* Task description
Pull every line holding the word "else" out of the data and copy it.
■ ■ ■ ■ ■
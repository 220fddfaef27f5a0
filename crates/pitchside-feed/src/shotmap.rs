//! Shotmap payloads.

use pitchside_core::event::NewShot;
use serde::Deserialize;
use serde_json::Value;

use crate::{norm, Result};

#[derive(Debug, Clone, Default, Deserialize)]
#[serde(default)]
pub struct ShotmapPage {
  pub shotmap: Vec<ShotItem>,
}

#[derive(Debug, Clone, Default, Deserialize)]
#[serde(rename_all = "camelCase", default)]
pub struct ShotItem {
  pub id:                     Option<i64>,
  pub player:                 Option<ShotPlayer>,
  pub is_home:                Option<bool>,
  pub shot_type:              Option<String>,
  pub goal_type:              Option<String>,
  pub situation:              Option<String>,
  pub body_part:              Option<String>,
  pub goal_mouth_location:    Option<String>,
  pub player_coordinates:     Option<Value>,
  pub goal_mouth_coordinates: Option<Value>,
  pub draw:                   Option<Value>,
  pub xg:                     Option<f64>,
  pub xgot:                   Option<f64>,
  pub time:                   Option<i64>,
  pub added_time:             Option<i64>,
}

#[derive(Debug, Clone, Default, Deserialize)]
#[serde(default)]
pub struct ShotPlayer {
  pub id: Option<i64>,
}

pub fn parse_shotmap(json: &str) -> Result<ShotmapPage> {
  Ok(serde_json::from_str(json)?)
}

/// Shot rows for one fixture. Items without a feed shot ID cannot be
/// deduplicated and are skipped.
pub fn shots_from_shotmap(
  page: &ShotmapPage,
  home_team_id: Option<i64>,
  away_team_id: Option<i64>,
) -> Vec<NewShot> {
  page
    .shotmap
    .iter()
    .filter_map(|item| {
      let shot_id = item.id?;
      Some(NewShot {
        shot_id,
        team_id: norm::team_from_flag(item.is_home, home_team_id, away_team_id),
        player_id: item.player.as_ref().and_then(|p| p.id),
        shot_type: item.shot_type.clone(),
        goal_type: item.goal_type.clone(),
        situation: item.situation.clone(),
        body_part: item.body_part.clone(),
        goal_mouth_location: item.goal_mouth_location.clone(),
        player_coordinates: item.player_coordinates.clone(),
        goal_mouth_coordinates: item.goal_mouth_coordinates.clone(),
        draw_coordinates: item.draw.clone(),
        xg: item.xg,
        xgot: item.xgot,
        minute: item.time,
        added_time: item.added_time,
      })
    })
    .collect()
}

#[cfg(test)]
mod tests {
  use super::*;
  use serde_json::json;

  const PAGE: &str = r#"{
    "shotmap": [
      {
        "id": 31, "isHome": true, "time": 23,
        "player": { "id": 100, "name": "Saka" },
        "shotType": "goal", "situation": "assisted", "bodyPart": "left-foot",
        "goalMouthLocation": "low-left",
        "playerCoordinates": { "x": 88.1, "y": 40.2 },
        "goalMouthCoordinates": { "x": 100, "y": 48, "z": 10 },
        "xg": 0.12, "xgot": 0.35
      },
      { "isHome": false, "time": 50, "shotType": "miss" },
      { "id": 32, "isHome": false, "time": 90, "addedTime": 3, "shotType": "save" }
    ]
  }"#;

  #[test]
  fn shots_need_an_id_and_resolve_sides() {
    let page = parse_shotmap(PAGE).unwrap();
    let shots = shots_from_shotmap(&page, Some(10), Some(20));

    assert_eq!(shots.len(), 2);
    assert_eq!(shots[0].shot_id, 31);
    assert_eq!(shots[0].team_id, Some(10));
    assert_eq!(shots[0].player_id, Some(100));
    assert_eq!(shots[0].player_coordinates, Some(json!({ "x": 88.1, "y": 40.2 })));
    assert_eq!(shots[0].xg, Some(0.12));
    assert_eq!(shots[1].team_id, Some(20));
    assert_eq!(shots[1].added_time, Some(3));
  }
}
//! Per-fixture incident lists: goals, cards, substitutions, and the
//! generic period/VAR/penalty incidents.
//!
//! Incidents are kept as raw [`Value`]s so the wide `incidents` table can
//! retain the complete payload; a typed view is deserialized per item for
//! the columns we normalise out.

use pitchside_core::event::{
  Half, IncidentType, MatchEvents, NewCard, NewGoal, NewIncident,
  NewSubstitution,
};
use serde::Deserialize;
use serde_json::Value;

use crate::{norm, Result};

/// Accepts both `{"incidents": [...]}` and a bare array.
pub fn parse_incidents(json: &str) -> Result<Vec<Value>> {
  let parsed: Value = serde_json::from_str(json)?;
  Ok(match parsed {
    Value::Array(items) => items,
    Value::Object(mut map) => match map.remove("incidents") {
      Some(Value::Array(items)) => items,
      _ => Vec::new(),
    },
    _ => Vec::new(),
  })
}

#[derive(Debug, Default, Deserialize)]
#[serde(rename_all = "camelCase", default)]
struct IncidentView {
  id:                  Option<i64>,
  incident_type:       Option<String>,
  #[serde(rename = "type")]
  legacy_type:         Option<String>,
  incident_class:      Option<String>,
  is_home:             Option<bool>,
  time:                Option<i64>,
  added_time:          Option<i64>,
  player:              Option<PlayerRef>,
  player_in:           Option<PlayerRef>,
  player_out:          Option<PlayerRef>,
  assist1:             Option<PlayerRef>,
  injury:              Option<bool>,
  reason:              Option<String>,
  rescinded:           Option<bool>,
  text:                Option<String>,
  home_score:          Option<i64>,
  away_score:          Option<i64>,
  is_live:             Option<bool>,
  time_seconds:        Option<i64>,
  period_time_seconds: Option<i64>,
  length:              Option<i64>,
  confirmed:           Option<bool>,
  description:         Option<String>,
}

#[derive(Debug, Default, Deserialize)]
#[serde(default)]
struct PlayerRef {
  id: Option<i64>,
}

/// Sort one incident list into the four event families, applying the clock
/// and side normalisations. Incident kinds outside the known families are
/// dropped.
pub fn events_from_incidents(
  items: &[Value],
  home_team_id: Option<i64>,
  away_team_id: Option<i64>,
) -> Result<MatchEvents> {
  let mut events = MatchEvents::default();

  for item in items {
    let view: IncidentView = serde_json::from_value(item.clone())?;
    let kind = view
      .incident_type
      .as_deref()
      .or(view.legacy_type.as_deref())
      .unwrap_or("unknown");

    let class = view.incident_class.as_deref();
    let team_id = norm::team_from_flag(view.is_home, home_team_id, away_team_id);
    let minute = view.time;
    let added = norm::added_time(view.added_time);
    let match_minute = norm::match_minute(minute, added);
    let half = minute.and_then(Half::from_minute);
    let incident_id = view.id;

    match kind {
      "goal" => {
        events.goals.push(NewGoal {
          team_id,
          player_id: view.player.as_ref().and_then(|p| p.id),
          assist_player_id: view.assist1.as_ref().and_then(|p| p.id),
          goal_minute: minute,
          added_time: added,
          match_minute,
          half,
          goal_type: Some(class.unwrap_or("regular").to_owned()),
          is_own_goal: class == Some("ownGoal"),
          incident_id,
        });
      }
      "card" => {
        let yellow = matches!(class, Some("yellow" | "secondYellow" | "yellowRed"));
        let red = matches!(class, Some("red" | "yellowRed" | "secondYellow"));
        let yellow_2 = matches!(class, Some("secondYellow" | "yellowRed"));
        events.cards.push(NewCard {
          team_id,
          player_id: view.player.as_ref().and_then(|p| p.id),
          card_minute: minute,
          added_time: added,
          match_minute,
          yellow,
          yellow_2,
          red,
          reason: view.reason.clone(),
          rescinded: view.rescinded.unwrap_or(false),
          incident_id,
        });
      }
      "substitution" => {
        let player_in_id = view.player_in.as_ref().and_then(|p| p.id);
        let player_out_id = view.player_out.as_ref().and_then(|p| p.id);
        if player_in_id.is_none() && player_out_id.is_none() {
          continue;
        }
        events.substitutions.push(NewSubstitution {
          team_id,
          player_in_id,
          player_out_id,
          minute,
          added_time: added,
          match_minute,
          half,
          injury: view.injury.unwrap_or(false),
          incident_id,
        });
      }
      "period" | "injuryTime" | "varDecision" | "inGamePenalty" => {
        // Infallible: the arm above enumerates exactly the parseable kinds.
        let incident_type = IncidentType::parse(kind)?;
        let carries_actor = matches!(
          incident_type,
          IncidentType::VarDecision | IncidentType::InGamePenalty
        );
        events.incidents.push(NewIncident {
          incident_type,
          incident_id,
          team_id: if carries_actor { team_id } else { None },
          player_id: if carries_actor {
            view.player.as_ref().and_then(|p| p.id)
          } else {
            None
          },
          minute,
          added_time: added,
          match_minute,
          half,
          text: view.text.clone(),
          home_score: view.home_score,
          away_score: view.away_score,
          is_live: view.is_live.unwrap_or(false),
          time_seconds: view.time_seconds,
          period_time_seconds: view.period_time_seconds,
          length: view.length,
          confirmed: view.confirmed.unwrap_or(false),
          incident_class: view.incident_class.clone(),
          reason: view.reason.clone(),
          description: view.description.clone(),
          incident_data: item.clone(),
        });
      }
      _ => {}
    }
  }

  Ok(events)
}

#[cfg(test)]
mod tests {
  use super::*;

  const PAGE: &str = r#"{
    "incidents": [
      {
        "id": 1, "incidentType": "goal", "incidentClass": "penalty",
        "isHome": true, "time": 44, "addedTime": 2,
        "player": { "id": 100, "name": "Saka" },
        "assist1": { "id": 101 }
      },
      {
        "id": 2, "incidentType": "goal", "incidentClass": "ownGoal",
        "isHome": false, "time": 60,
        "player": { "id": 200 }
      },
      {
        "id": 3, "incidentType": "card", "incidentClass": "secondYellow",
        "isHome": false, "time": 78, "player": { "id": 200 },
        "reason": "Foul"
      },
      {
        "id": 4, "incidentType": "substitution", "isHome": true,
        "time": 70, "playerIn": { "id": 101 }, "playerOut": { "id": 100 },
        "injury": true
      },
      {
        "id": 5, "incidentType": "period", "text": "HT", "time": 45,
        "addedTime": 999, "homeScore": 1, "awayScore": 0,
        "isLive": false, "timeSeconds": 2700
      },
      {
        "id": 6, "incidentType": "injuryTime", "time": 90, "length": 5
      },
      {
        "id": 7, "incidentType": "varDecision", "incidentClass": "goalAwarded",
        "isHome": true, "time": 55, "confirmed": true, "player": { "id": 100 }
      },
      { "id": 8, "incidentType": "somethingNew", "time": 12 }
    ]
  }"#;

  #[test]
  fn families_are_sorted_and_normalised() {
    let items = parse_incidents(PAGE).unwrap();
    let events = events_from_incidents(&items, Some(10), Some(20)).unwrap();

    assert_eq!(events.goals.len(), 2);
    let penalty = &events.goals[0];
    assert_eq!(penalty.team_id, Some(10));
    assert_eq!(penalty.goal_type.as_deref(), Some("penalty"));
    assert_eq!(penalty.match_minute, Some(46));
    assert_eq!(penalty.half, Some(Half::First));
    assert!(!penalty.is_own_goal);
    assert!(events.goals[1].is_own_goal);

    let card = &events.cards[0];
    assert!(card.yellow && card.yellow_2 && card.red);
    assert_eq!(card.team_id, Some(20));
    assert_eq!(card.reason.as_deref(), Some("Foul"));

    let sub = &events.substitutions[0];
    assert_eq!(sub.player_in_id, Some(101));
    assert!(sub.injury);

    // 'somethingNew' is dropped; the other three land as generic incidents.
    assert_eq!(events.incidents.len(), 3);
    let period = &events.incidents[0];
    assert_eq!(period.incident_type, IncidentType::Period);
    assert_eq!(period.added_time, None, "999 sentinel normalises away");
    assert_eq!(period.text.as_deref(), Some("HT"));
    assert_eq!(period.incident_data["text"], "HT");
    assert_eq!(events.incidents[1].length, Some(5));
    assert!(events.incidents[2].confirmed);
    assert_eq!(events.incidents[2].player_id, Some(100));
  }

  #[test]
  fn bare_array_payload_is_accepted() {
    let items = parse_incidents(r#"[{ "incidentType": "injuryTime", "time": 45, "length": 2 }]"#)
      .unwrap();
    let events = events_from_incidents(&items, None, None).unwrap();
    assert_eq!(events.incidents.len(), 1);
  }
}
//! Error type for `pitchside-store-sqlite`.

use thiserror::Error;

#[derive(Debug, Error)]
pub enum Error {
  #[error("core error: {0}")]
  Core(#[from] pitchside_core::Error),

  #[error("database error: {0}")]
  Database(#[from] tokio_rusqlite::Error),

  #[error("json error: {0}")]
  Json(#[from] serde_json::Error),

  #[error("date/time parse error: {0}")]
  DateParse(String),

  /// Attempted to record facts against a fixture that was never inserted.
  #[error("fixture not found: {0}")]
  FixtureNotFound(i64),
}

impl From<rusqlite::Error> for Error {
  fn from(e: rusqlite::Error) -> Self {
    Self::Database(tokio_rusqlite::Error::Rusqlite(e))
  }
}

pub type Result<T, E = Error> = std::result::Result<T, E>;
■ ■ ■ ■ ■
* Output for this exercise
          team_id: if carries_actor { team_id } else { None },
          } else {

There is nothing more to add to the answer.